Hierarchy-Boosted Funnel Learning for Identifying Semiconductors with Ultralow Lattice Thermal Conductivity
Mengfan Wu, Shenshen Yan, Jie Ren
TL;DR
This work introduces HiBoFL, a hierarchy-boosted funnel learning framework that integrates unsupervised clustering with low-cost high-throughput screening to efficiently identify semiconductors with ultralow lattice thermal conductivity κₗ. By building a local, labeled database and training an interpretable CatBoost classifier, the approach achieves high predictive performance (ROC AUC ≈ 0.94) and reveals mechanistic descriptors, including a novel L^min factor linked to structural anharmonicity. The pipeline identifies Cs₂GeSe₃ and Cs₂SnSe₃ as ultralow κₗ candidates and demonstrates how interpretable ML can bridge data-driven predictions with first-principles understanding of phonon transport. Beyond thermoelectrics, HiBoFL offers a general strategy to accelerate discovery of functional materials in large chemical spaces with limited labeled data.
Abstract
Data-driven machine learning (ML) has demonstrated tremendous potential in material property predictions. However, the scarcity of materials data with costly property labels in the vast chemical space presents a significant challenge for ML in efficiently predicting properties and uncovering structure-property relationships.

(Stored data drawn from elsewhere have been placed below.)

//! Nearest-neighbor retrieval over the archive index.
//!
//! Embeds the query, asks the index for the closest chunks, and projects the
//! scored hits down to chunks in ranked order. Read-only; safe to run
//! concurrently with other readers.

use crate::embedding::{EmbeddingError, EmbeddingProvider};
use crate::index::ArchiveIndex;
use crate::models::Chunk;

/// Default number of chunks handed to the model per question.
pub const DEFAULT_TOP_K: usize = 4;

/// Return the `k` chunks most similar to `query`, best first.
pub async fn retrieve(
    embedder: &dyn EmbeddingProvider,
    index: &ArchiveIndex,
    query: &str,
    k: usize,
) -> Result<Vec<Chunk>, EmbeddingError> {
    let query_vec = embedder.embed_one(query).await?;
    Ok(index
        .query(&query_vec, k)
        .into_iter()
        .map(|hit| hit.chunk)
        .collect())
}

#[cfg(test)]
mod tests {
    use super::*;
    use crate::models::Chunk;
    use async_trait::async_trait;

    /// Embedder with a fixed vocabulary: maps known words onto axes.
    struct AxisEmbedder;

    fn axis_vector(text: &str) -> Vec<f32> {
        let lower = text.to_lowercase();
        vec![
            lower.contains("sky") as u8 as f32,
            lower.contains("grass") as u8 as f32,
            lower.contains("sea") as u8 as f32,
        ]
    }

    #[async_trait]
    impl EmbeddingProvider for AxisEmbedder {
        fn model_name(&self) -> &str {
            "axis-embedder"
        }
        fn dims(&self) -> usize {
            3
        }
        async fn embed_batch(
            &self,
            texts: &[String],
        ) -> Result<Vec<Vec<f32>>, EmbeddingError> {
            Ok(texts.iter().map(|t| axis_vector(t)).collect())
        }
    }

    fn make_chunk(seq: i64, text: &str) -> Chunk {
        Chunk {
            id: format!("chunk-{}", seq),
            source: "facts.txt".to_string(),
            seq,
            text: text.to_string(),
            hash: String::new(),
        }
    }

    #[tokio::test]
    async fn test_retrieve_ranks_matching_chunk_first() {
        let embedder = AxisEmbedder;
        let mut index = ArchiveIndex::new("axis-embedder", 3);
        let chunks = vec![
            make_chunk(0, "The grass is green."),
            make_chunk(1, "The sky is blue."),
            make_chunk(2, "The sea is deep."),
        ];
        let embeddings = chunks.iter().map(|c| axis_vector(&c.text)).collect();
        index.upsert(chunks, embeddings, "axis-embedder").unwrap();

        let hits = retrieve(&embedder, &index, "What color is the sky?", 2)
            .await
            .unwrap();
        assert_eq!(hits.len(), 2);
        assert!(hits[0].text.contains("sky"));
    }

    #[tokio::test]
    async fn test_retrieve_empty_index_returns_nothing() {
        let embedder = AxisEmbedder;
        let index = ArchiveIndex::new("axis-embedder", 3);
        let hits = retrieve(&embedder, &index, "anything", DEFAULT_TOP_K)
            .await
            .unwrap();
        assert!(hits.is_empty());
    }
}
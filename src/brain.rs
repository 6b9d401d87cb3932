//! The orchestrator: owns the index lifecycle and runs the
//! retrieve → prompt → complete round trip.
//!
//! A [`Brain`] is constructed per session by the calling surface. It holds
//! the chat backend, the embedding provider, and the archive index behind a
//! read-write lock: ingestion is single-writer, queries share read access,
//! and the atomic snapshot contract keeps readers from ever observing a
//! partially written index on disk.
//!
//! "No index yet" is a first-class state, not an exception: asking against
//! empty archives returns a fixed sentinel without touching the embedding
//! or chat backends.

use std::path::Path;

use tokio::sync::RwLock;
use tracing::{info, warn};

use crate::config::Config;
use crate::embedding::{self, EmbeddingError, EmbeddingProvider};
use crate::extract::DocumentKind;
use crate::index::{ArchiveIndex, IndexError};
use crate::ingest::{self, BatchReport, IngestError, IngestResult};
use crate::llm::{ChatModel, LlmError, OpenAiChat};
use crate::persona;
use crate::retrieve;

/// Failure surfaced by the orchestrator.
#[derive(Debug)]
pub enum BrainError {
    /// Construction (or credential rotation) without a usable API key.
    MissingCredential,
    Llm(LlmError),
    Embedding(EmbeddingError),
    Index(IndexError),
    Ingest(IngestError),
}

impl std::fmt::Display for BrainError {
    fn fmt(&self, f: &mut std::fmt::Formatter<'_>) -> std::fmt::Result {
        match self {
            BrainError::MissingCredential => write!(
                f,
                "no API key found; pass one explicitly or set OPENROUTER_API_KEY / OPENAI_API_KEY"
            ),
            BrainError::Llm(e) => write!(f, "{}", e),
            BrainError::Embedding(e) => write!(f, "{}", e),
            BrainError::Index(e) => write!(f, "{}", e),
            BrainError::Ingest(e) => write!(f, "{}", e),
        }
    }
}

impl std::error::Error for BrainError {}

impl From<LlmError> for BrainError {
    fn from(e: LlmError) -> Self {
        match e {
            LlmError::MissingCredential => BrainError::MissingCredential,
            other => BrainError::Llm(other),
        }
    }
}

impl From<EmbeddingError> for BrainError {
    fn from(e: EmbeddingError) -> Self {
        BrainError::Embedding(e)
    }
}

impl From<IndexError> for BrainError {
    fn from(e: IndexError) -> Self {
        BrainError::Index(e)
    }
}

impl From<IngestError> for BrainError {
    fn from(e: IngestError) -> Self {
        BrainError::Ingest(e)
    }
}

/// Where the brain stands. Construction itself is the transition out of the
/// unconfigured state: it fails without a credential, so a constructed brain
/// always has a chat model.
#[derive(Debug, Clone, Copy, PartialEq, Eq)]
pub enum BrainState {
    /// Chat model configured, archives empty or absent.
    ReadyNoIndex,
    /// Chat model configured, archives hold at least one chunk.
    Ready,
}

/// Health report for callers.
#[derive(Debug, Clone)]
pub struct Status {
    pub has_index: bool,
    pub model_configured: bool,
    pub chunk_count: usize,
    pub sources: Vec<String>,
}

/// Per-session orchestrator over chat model, embedder, and archive index.
pub struct Brain {
    config: Config,
    llm: Box<dyn ChatModel>,
    embedder: Box<dyn EmbeddingProvider>,
    index: RwLock<ArchiveIndex>,
}

impl Brain {
    /// Construct with the production backends.
    ///
    /// Resolves the credential (explicit argument, then environment) and
    /// loads the persisted index if one exists. A corrupt snapshot is
    /// treated as absent — logged, never half-loaded; a snapshot built by a
    /// different embedding model is an error, since its similarities would
    /// be silently wrong.
    pub fn new(config: Config, api_key: Option<&str>) -> Result<Self, BrainError> {
        let llm = OpenAiChat::new(&config.llm, api_key)?;
        let embedder = embedding::create_provider(&config.embedding)?;

        let index = match ArchiveIndex::load(&config.storage.index_path) {
            Ok(Some(existing)) => {
                if existing.model() != embedder.model_name()
                    || existing.dims() != embedder.dims()
                {
                    return Err(BrainError::Index(IndexError::ModelMismatch {
                        expected: format!(
                            "{} ({} dims)",
                            embedder.model_name(),
                            embedder.dims()
                        ),
                        found: format!("{} ({} dims)", existing.model(), existing.dims()),
                    }));
                }
                info!(
                    chunks = existing.len(),
                    path = %config.storage.index_path.display(),
                    "loaded archive index"
                );
                existing
            }
            Ok(None) => ArchiveIndex::new(embedder.model_name(), embedder.dims()),
            Err(IndexError::Corruption(msg)) => {
                warn!(%msg, "persisted index unreadable, starting with empty archives");
                ArchiveIndex::new(embedder.model_name(), embedder.dims())
            }
            Err(e) => return Err(BrainError::Index(e)),
        };

        Ok(Self {
            config,
            llm: Box::new(llm),
            embedder,
            index: RwLock::new(index),
        })
    }

    /// Construct from explicit backends and an existing index. Used by
    /// callers that bring their own implementations, and by tests.
    pub fn from_parts(
        config: Config,
        llm: Box<dyn ChatModel>,
        embedder: Box<dyn EmbeddingProvider>,
        index: ArchiveIndex,
    ) -> Self {
        Self {
            config,
            llm,
            embedder,
            index: RwLock::new(index),
        }
    }

    pub async fn state(&self) -> BrainState {
        if self.index.read().await.is_empty() {
            BrainState::ReadyNoIndex
        } else {
            BrainState::Ready
        }
    }

    pub async fn status(&self) -> Status {
        let index = self.index.read().await;
        Status {
            has_index: !index.is_empty(),
            model_configured: true,
            chunk_count: index.len(),
            sources: index.sources(),
        }
    }

    /// Replace the API key without discarding the loaded index.
    pub fn set_api_key(&mut self, key: &str) -> Result<(), BrainError> {
        if key.trim().is_empty() {
            return Err(BrainError::MissingCredential);
        }
        self.llm.set_api_key(key.to_string());
        Ok(())
    }

    /// Ingest raw document bytes and persist the index.
    pub async fn learn_bytes(
        &self,
        bytes: &[u8],
        source: &str,
        kind: DocumentKind,
    ) -> Result<IngestResult, BrainError> {
        let mut index = self.index.write().await;
        let result = ingest::ingest_bytes(
            &self.config,
            self.embedder.as_ref(),
            &mut index,
            bytes,
            source,
            kind,
        )
        .await?;
        index.save(&self.config.storage.index_path)?;
        Ok(result)
    }

    /// Ingest a single file and persist the index.
    pub async fn learn_file(&self, path: &Path) -> Result<IngestResult, BrainError> {
        let mut index = self.index.write().await;
        let result =
            ingest::ingest_file(&self.config, self.embedder.as_ref(), &mut index, path).await?;
        index.save(&self.config.storage.index_path)?;
        Ok(result)
    }

    /// Ingest a directory with per-file isolation, persisting whatever
    /// succeeded. The report carries both outcomes.
    pub async fn learn_dir(&self, root: &Path) -> Result<BatchReport, BrainError> {
        let mut index = self.index.write().await;
        let report =
            ingest::ingest_dir(&self.config, self.embedder.as_ref(), &mut index, root).await?;
        if !report.succeeded.is_empty() {
            index.save(&self.config.storage.index_path)?;
        }
        Ok(report)
    }

    /// Answer a question from the archives.
    ///
    /// Empty archives short-circuit to the fixed sentinel — no embedding
    /// call, no chat call. Otherwise: embed the question, pull the top-k
    /// chunks, assemble the persona prompt, and run one completion. The
    /// read lock is released before the network round trip so ingestion is
    /// never blocked on a slow backend.
    pub async fn ask(&self, question: &str) -> Result<String, BrainError> {
        let context = {
            let index = self.index.read().await;
            if index.is_empty() {
                return Ok(persona::EMPTY_ARCHIVES.to_string());
            }
            retrieve::retrieve(
                self.embedder.as_ref(),
                &index,
                question,
                self.config.retrieval.top_k,
            )
            .await?
        };

        let prompt = persona::assemble(&context, question);
        let answer = self.llm.complete(&prompt.system, &prompt.question).await?;
        Ok(answer)
    }
}
//! # Lorekeeper CLI (`lore`)
//!
//! The `lore` binary is the calling surface for the Lorekeeper engine. It
//! owns the per-session state and the terminal; everything else — chunking,
//! embedding, indexing, retrieval, persona prompting — lives in the library.
//!
//! ## Usage
//!
//! ```bash
//! lore --config ./config/lore.toml <command>
//! ```
//!
//! ## Commands
//!
//! | Command | Description |
//! |---------|-------------|
//! | `lore ingest <path>` | Ingest a document file or a directory of documents |
//! | `lore ask "<question>"` | Ask one question against the archives |
//! | `lore chat` | Interactive question-answer session |
//! | `lore status` | Report archive and model health |

use std::io::{BufRead, Write};
use std::path::PathBuf;

use anyhow::Result;
use clap::{Parser, Subcommand};
use tracing_subscriber::EnvFilter;

use lorekeeper::brain::{Brain, BrainError};
use lorekeeper::config;
use lorekeeper::index::ArchiveIndex;
use lorekeeper::models::{Role, Session};
use lorekeeper::persona;

/// Lorekeeper — ask questions answered strictly from your own documents.
#[derive(Parser)]
#[command(
    name = "lore",
    about = "Lorekeeper — a document-grounded Q&A engine with a fixed persona",
    version,
    long_about = "Lorekeeper ingests text and PDF documents into a persistent vector index \
    and answers questions from them through a persona-constrained language model. \
    Questions the documents cannot answer receive a fixed fallback, not an invention."
)]
struct Cli {
    /// Path to configuration file (TOML). Defaults apply if the file does
    /// not exist.
    #[arg(long, global = true, default_value = "./config/lore.toml")]
    config: PathBuf,

    /// API key for the chat backend. Falls back to OPENROUTER_API_KEY or
    /// OPENAI_API_KEY.
    #[arg(long, global = true)]
    api_key: Option<String>,

    #[command(subcommand)]
    command: Commands,
}

/// Top-level CLI commands.
#[derive(Subcommand)]
enum Commands {
    /// Ingest a document or a directory of documents.
    ///
    /// Files are chunked, embedded, and upserted into the archive index,
    /// which is persisted after every ingestion. Directories are processed
    /// in stable order; a bad file is reported and skipped, never aborting
    /// the batch.
    Ingest {
        /// A .txt/.md/.pdf file, or a directory to scan.
        path: PathBuf,
    },

    /// Ask a single question against the archives.
    Ask {
        /// The question text.
        question: String,
    },

    /// Start an interactive session. Type `exit` or `quit` to leave.
    Chat,

    /// Report archive and model health.
    Status,
}

#[tokio::main]
async fn main() -> Result<()> {
    tracing_subscriber::fmt()
        .with_env_filter(
            EnvFilter::try_from_default_env().unwrap_or_else(|_| EnvFilter::new("info")),
        )
        .init();

    let cli = Cli::parse();
    let config = config::load_or_default(&cli.config)?;

    match cli.command {
        Commands::Ingest { path } => {
            let brain = Brain::new(config, cli.api_key.as_deref()).map_err(to_anyhow)?;
            if path.is_dir() {
                let report = brain.learn_dir(&path).await.map_err(to_anyhow)?;
                println!("ingest {}", path.display());
                println!("  documents indexed: {}", report.succeeded.len());
                println!("  chunks written: {}", report.chunk_total());
                for failure in &report.failed {
                    println!("  skipped {}: {}", failure.source, failure.error);
                }
                if report.succeeded.is_empty() && report.failed.is_empty() {
                    println!("  no recognized documents found");
                } else if !report.succeeded.is_empty() {
                    println!("{}", persona::KNOWLEDGE_ACK);
                }
            } else {
                let result = brain.learn_file(&path).await.map_err(to_anyhow)?;
                println!(
                    "ingest {} ({} chunks)",
                    result.source, result.chunk_count
                );
                println!("{}", persona::KNOWLEDGE_ACK);
            }
        }

        Commands::Ask { question } => {
            let brain = Brain::new(config, cli.api_key.as_deref()).map_err(to_anyhow)?;
            let answer = brain.ask(&question).await.map_err(to_anyhow)?;
            println!("{}", answer);
        }

        Commands::Chat => {
            let brain = Brain::new(config, cli.api_key.as_deref()).map_err(to_anyhow)?;
            run_chat(&brain).await?;
        }

        Commands::Status => {
            print_status(config, cli.api_key.as_deref()).await?;
        }
    }

    Ok(())
}

/// Interactive loop. The session object — transcript and uploaded source
/// names — lives here, on the calling side; the brain stays stateless
/// across questions.
async fn run_chat(brain: &Brain) -> Result<()> {
    let mut session = Session::new();
    for source in brain.status().await.sources {
        session.remember_source(source);
    }

    println!("Sentinel awaits. Type 'exit' to leave.");
    let stdin = std::io::stdin();
    loop {
        print!("you> ");
        std::io::stdout().flush()?;

        let mut line = String::new();
        if stdin.lock().read_line(&mut line)? == 0 {
            break;
        }
        let question = line.trim();
        if question.is_empty() {
            continue;
        }
        if question.eq_ignore_ascii_case("exit") || question.eq_ignore_ascii_case("quit") {
            break;
        }

        session.record(Role::User, question);
        match brain.ask(question).await {
            Ok(answer) => {
                session.record(Role::Assistant, answer.clone());
                println!("Sentinel: {}", answer);
            }
            Err(e) => {
                // Backend failures are reported as failures, visibly
                // distinct from any in-character answer.
                eprintln!("error: {}", e);
            }
        }
    }

    Ok(())
}

/// Health report. A missing credential downgrades the report instead of
/// failing it: the index half is read directly from disk.
async fn print_status(config: config::Config, api_key: Option<&str>) -> Result<()> {
    match Brain::new(config.clone(), api_key) {
        Ok(brain) => {
            let status = brain.status().await;
            println!("model configured: {}", status.model_configured);
            println!("archives present: {}", status.has_index);
            println!("chunks indexed: {}", status.chunk_count);
            for source in &status.sources {
                println!("  source: {}", source);
            }
        }
        Err(BrainError::MissingCredential) => {
            let (has_index, chunk_count) = match ArchiveIndex::load(&config.storage.index_path)
            {
                Ok(Some(index)) => (!index.is_empty(), index.len()),
                _ => (false, 0),
            };
            println!("model configured: false");
            println!("archives present: {}", has_index);
            println!("chunks indexed: {}", chunk_count);
        }
        Err(e) => return Err(to_anyhow(e)),
    }
    Ok(())
}

fn to_anyhow(e: BrainError) -> anyhow::Error {
    anyhow::anyhow!("{}", e)
}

Here, we propose a novel hierarchy-boosted funnel learning (HiBoFL) framework, which is successfully applied to identify semiconductors with ultralow lattice thermal conductivity ($κ_\mathrm{L}$). By training on only a few hundred materials targeted by unsupervised learning from a pool of hundreds of thousands, we achieve efficient and interpretable supervised predictions of ultralow $κ_\mathrm{L}$, thereby circumventing large-scale brute-force \textit{ab initio} calculations without clear objectives. As a result, we provide a list of candidates with ultralow $κ_\mathrm{L}$ for potential thermoelectric applications and discover a new factor that significantly influences structural anharmonicity. This HiBoFL framework offers a novel practical pathway for accelerating the discovery of functional materials.